■ **Record extracts**:
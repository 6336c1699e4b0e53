//! TUI application logic
//!
//! Turns key presses into cursor updates (written through the state
//! container) and coordinator requests. Nothing here waits on a collaborator.

use crossterm::event::{KeyCode, KeyEvent, KeyModifiers};
use tracing::debug;

use crate::coordinator::{CoordError, CoordinatorHandle, TaskKind};
use crate::domain::UnitAction;
use crate::events::Event;
use crate::state::{AppState, Focus, Mode, Selection};

/// Updater lines kept for display
const UPDATE_LINES: usize = 500;

/// Lines moved by PageUp/PageDown in the log viewer
const PAGE: usize = 10;

/// Buttons on every shard row
#[derive(Debug, Clone, Copy, PartialEq, Eq)]
pub enum ShardButton {
    Control(UnitAction),
    Logs,
}

impl ShardButton {
    pub fn label(&self) -> &'static str {
        match self {
            Self::Control(UnitAction::Start) => "Start",
            Self::Control(UnitAction::Stop) => "Stop",
            Self::Control(UnitAction::Restart) => "Restart",
            Self::Control(UnitAction::Enable) => "Enable",
            Self::Control(UnitAction::Disable) => "Disable",
            Self::Logs => "Logs",
        }
    }
}

pub const SHARD_BUTTONS: [ShardButton; 4] = [
    ShardButton::Control(UnitAction::Start),
    ShardButton::Control(UnitAction::Stop),
    ShardButton::Control(UnitAction::Restart),
    ShardButton::Logs,
];

/// Buttons in the global panel, laid out two per row
#[derive(Debug, Clone, Copy, PartialEq, Eq)]
pub enum GlobalButton {
    Control(UnitAction),
    Update,
}

impl GlobalButton {
    pub fn label(&self) -> &'static str {
        match self {
            Self::Control(action) => ShardButton::Control(*action).label(),
            Self::Update => "Update",
        }
    }
}

pub const GLOBAL_BUTTONS: [GlobalButton; 6] = [
    GlobalButton::Control(UnitAction::Start),
    GlobalButton::Control(UnitAction::Stop),
    GlobalButton::Control(UnitAction::Enable),
    GlobalButton::Control(UnitAction::Disable),
    GlobalButton::Control(UnitAction::Restart),
    GlobalButton::Update,
];

const GLOBAL_COLUMNS: usize = 2;

/// Cursor movement on the dashboard
#[derive(Debug, Clone, Copy, PartialEq, Eq)]
pub enum Nav {
    Up,
    Down,
    Left,
    Right,
}

/// Move the dashboard cursor
///
/// Moving down past the last shard enters the global panel; moving up from
/// its first row returns to the shards.
pub fn navigate(sel: Selection, shard_count: usize, nav: Nav) -> Selection {
    let mut next = sel;
    match (sel.focus, nav) {
        (Focus::Shards, Nav::Down) => {
            if shard_count == 0 || sel.shard + 1 >= shard_count {
                next.focus = Focus::Global;
                next.global = 0;
            } else {
                next.shard += 1;
            }
        }
        (Focus::Shards, Nav::Up) => next.shard = sel.shard.saturating_sub(1),
        (Focus::Shards, Nav::Right) => next.action = (sel.action + 1) % SHARD_BUTTONS.len(),
        (Focus::Shards, Nav::Left) => next.action = (sel.action + SHARD_BUTTONS.len() - 1) % SHARD_BUTTONS.len(),
        (Focus::Global, Nav::Down) => {
            if sel.global + GLOBAL_COLUMNS < GLOBAL_BUTTONS.len() {
                next.global += GLOBAL_COLUMNS;
            }
        }
        (Focus::Global, Nav::Up) => {
            if sel.global < GLOBAL_COLUMNS {
                next.focus = Focus::Shards;
            } else {
                next.global -= GLOBAL_COLUMNS;
            }
        }
        (Focus::Global, Nav::Right) => next.global = (sel.global + 1) % GLOBAL_BUTTONS.len(),
        (Focus::Global, Nav::Left) => next.global = (sel.global + GLOBAL_BUTTONS.len() - 1) % GLOBAL_BUTTONS.len(),
    }
    next
}

/// Result line shown in the footer
#[derive(Debug, Clone, PartialEq, Eq)]
pub struct Notice {
    pub text: String,
    pub success: bool,
}

impl Notice {
    pub fn ok(text: impl Into<String>) -> Self {
        Self {
            text: text.into(),
            success: true,
        }
    }

    pub fn error(text: impl Into<String>) -> Self {
        Self {
            text: text.into(),
            success: false,
        }
    }
}

/// Display-only state that is not part of the shared snapshot
#[derive(Debug, Clone, Default)]
pub struct ViewState {
    pub notice: Option<Notice>,
    /// Output of the current or last update
    pub update_output: Vec<String>,
    /// Right pane shows update output instead of chat
    pub show_update: bool,
    pub updating: bool,
}

/// Main TUI application
pub struct App {
    handle: CoordinatorHandle,
    pub view: ViewState,
    pub should_quit: bool,
}

impl App {
    pub fn new(handle: CoordinatorHandle) -> Self {
        debug!("App::new: called");
        Self {
            handle,
            view: ViewState::default(),
            should_quit: false,
        }
    }

    pub fn handle(&self) -> &CoordinatorHandle {
        &self.handle
    }

    fn set_mode(&self, mode: Mode) {
        self.handle.container().mutate(|mut s| {
            s.mode = mode;
            s
        });
    }

    fn set_selection(&self, selection: Selection) {
        self.handle.container().mutate(|mut s| {
            s.selection = selection;
            s
        });
    }

    /// Report a request the coordinator would not take
    fn sent(&mut self, what: &str, result: Result<(), CoordError>) {
        if let Err(e) = result {
            self.view.notice = Some(Notice::error(format!("{}: {}", what, e)));
        }
    }

    /// Handle a key press
    pub fn handle_key(&mut self, key: KeyEvent) {
        debug!(?key, "App::handle_key: called");
        if key.modifiers.contains(KeyModifiers::CONTROL) && key.code == KeyCode::Char('c') {
            self.should_quit = true;
            return;
        }

        let snap = self.handle.snapshot();
        if snap.mode.is_input() {
            return self.input_key(key, &snap.mode);
        }
        match &snap.mode {
            Mode::Logs { shard, scroll } => self.logs_key(key, shard, *scroll),
            Mode::Help => self.set_mode(Mode::Dashboard),
            _ => self.dashboard_key(key, &snap),
        }
    }

    fn dashboard_key(&mut self, key: KeyEvent, snap: &AppState) {
        let nav = match key.code {
            KeyCode::Up | KeyCode::Char('k') => Some(Nav::Up),
            KeyCode::Down | KeyCode::Char('j') => Some(Nav::Down),
            KeyCode::Left | KeyCode::Char('h') => Some(Nav::Left),
            KeyCode::Right | KeyCode::Char('l') => Some(Nav::Right),
            _ => None,
        };
        if let Some(nav) = nav {
            self.set_selection(navigate(snap.selection, snap.shards.len(), nav));
            return;
        }

        match key.code {
            KeyCode::Enter => self.activate(snap),
            KeyCode::Char('e') => self.toggle_enable(snap),
            KeyCode::Char('c') => self.set_mode(Mode::ChatInput { buffer: String::new() }),
            KeyCode::Char(':') => self.set_mode(Mode::ConsoleInput { buffer: String::new() }),
            KeyCode::Char('r') => {
                for kind in [TaskKind::StatusPoll, TaskKind::WorldPoll, TaskKind::ChatPoll] {
                    let result = self.handle.refresh(kind);
                    self.sent("refresh", result);
                }
            }
            KeyCode::Char('?') => self.set_mode(Mode::Help),
            KeyCode::Char('q') | KeyCode::Esc => {
                if self.view.show_update {
                    self.view.show_update = false;
                } else {
                    self.should_quit = true;
                }
            }
            _ => {}
        }
    }

    fn activate(&mut self, snap: &AppState) {
        let sel = snap.selection;
        match sel.focus {
            Focus::Shards => {
                let Some(shard) = snap.selected_shard() else {
                    return;
                };
                match SHARD_BUTTONS[sel.action % SHARD_BUTTONS.len()] {
                    ShardButton::Logs => {
                        let result = self.handle.follow_logs(&shard.name);
                        self.sent("logs", result);
                        self.set_mode(Mode::Logs {
                            shard: shard.name.clone(),
                            scroll: 0,
                        });
                    }
                    ShardButton::Control(action) => {
                        if self.busy(snap) {
                            return;
                        }
                        let result = self.handle.control(&shard.name, action);
                        self.sent(action.verb(), result);
                    }
                }
            }
            Focus::Global => match GLOBAL_BUTTONS[sel.global % GLOBAL_BUTTONS.len()] {
                GlobalButton::Control(action) => {
                    if self.busy(snap) {
                        return;
                    }
                    let result = self.handle.control_all(action);
                    self.sent(action.verb(), result);
                }
                GlobalButton::Update => {
                    if self.view.updating {
                        self.view.notice = Some(Notice::error("update already running"));
                        return;
                    }
                    let result = self.handle.run_update();
                    if result.is_ok() {
                        self.view.update_output.clear();
                        self.view.show_update = true;
                        self.view.updating = true;
                    }
                    self.sent("update", result);
                }
            },
        }
    }

    /// One control action at a time, like the busy title suggests
    fn busy(&mut self, snap: &AppState) -> bool {
        if snap.pending_actions > 0 {
            self.view.notice = Some(Notice::error("waiting for the previous action"));
            return true;
        }
        false
    }

    fn toggle_enable(&mut self, snap: &AppState) {
        if snap.selection.focus != Focus::Shards || self.busy(snap) {
            return;
        }
        if let Some(shard) = snap.selected_shard() {
            let result = self.handle.toggle_enable(&shard.name);
            self.sent("toggle", result);
        }
    }

    fn logs_key(&mut self, key: KeyEvent, shard: &str, scroll: usize) {
        let max_scroll = self.handle.log_lines(shard).len().saturating_sub(1);
        let scroll = match key.code {
            KeyCode::Up | KeyCode::Char('k') => scroll + 1,
            KeyCode::Down | KeyCode::Char('j') => scroll.saturating_sub(1),
            KeyCode::PageUp => scroll + PAGE,
            KeyCode::PageDown => scroll.saturating_sub(PAGE),
            KeyCode::Home | KeyCode::Char('g') => max_scroll,
            KeyCode::End | KeyCode::Char('G') => 0,
            KeyCode::Char('f') => {
                let result = self.handle.follow_logs(shard);
                self.sent("logs", result);
                return;
            }
            KeyCode::Char('q') | KeyCode::Esc | KeyCode::Left => {
                // Stay on the log view until the follow is really released
                let result = self.handle.stop_follow(shard);
                if result.is_ok() {
                    self.set_mode(Mode::Dashboard);
                }
                self.sent("logs", result);
                return;
            }
            _ => return,
        };
        self.set_mode(Mode::Logs {
            shard: shard.to_string(),
            scroll: scroll.min(max_scroll),
        });
    }

    fn input_key(&mut self, key: KeyEvent, mode: &Mode) {
        let (Mode::ChatInput { buffer } | Mode::ConsoleInput { buffer }) = mode else {
            return;
        };
        let mut buffer = buffer.clone();
        match key.code {
            KeyCode::Esc => return self.set_mode(Mode::Dashboard),
            KeyCode::Enter => {
                let text = buffer.trim();
                if !text.is_empty() {
                    let result = match mode {
                        Mode::ChatInput { .. } => self.handle.announce(text),
                        _ => self.handle.console(text),
                    };
                    self.sent("console", result);
                }
                return self.set_mode(Mode::Dashboard);
            }
            KeyCode::Backspace => {
                buffer.pop();
            }
            KeyCode::Char(c) => buffer.push(c),
            _ => return,
        }
        let next = match mode {
            Mode::ChatInput { .. } => Mode::ChatInput { buffer },
            _ => Mode::ConsoleInput { buffer },
        };
        self.set_mode(next);
    }

    /// React to a bus event; returns true when the screen needs a redraw
    pub fn on_event(&mut self, event: &Event) -> bool {
        match event {
            Event::CommandCompleted {
                command,
                target,
                success,
                message,
            } => {
                if command == "update" {
                    self.view.updating = false;
                }
                let subject = match target {
                    Some(target) => format!("{} {}", command, target),
                    None => command.clone(),
                };
                let detail = message.lines().last().unwrap_or("").trim();
                let text = if detail.is_empty() {
                    format!("{}: done", subject)
                } else {
                    format!("{}: {}", subject, detail)
                };
                self.view.notice = Some(if *success { Notice::ok(text) } else { Notice::error(text) });
                true
            }
            Event::UpdaterOutput { line } => {
                self.view.update_output.push(line.clone());
                if self.view.update_output.len() > UPDATE_LINES {
                    let excess = self.view.update_output.len() - UPDATE_LINES;
                    self.view.update_output.drain(..excess);
                }
                self.view.show_update
            }
            Event::LogEnded {
                shard,
                error: Some(error),
            } => {
                self.view.notice = Some(Notice::error(format!("logs {}: {}", shard, error)));
                true
            }
            Event::LogLine { .. } => matches!(self.handle.snapshot().mode, Mode::Logs { .. }),
            _ => false,
        }
    }
}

■ **Assignment**:
Work out how many lines of the data above contain the string "bool" and give the number alone.

■ **Written answer**:
6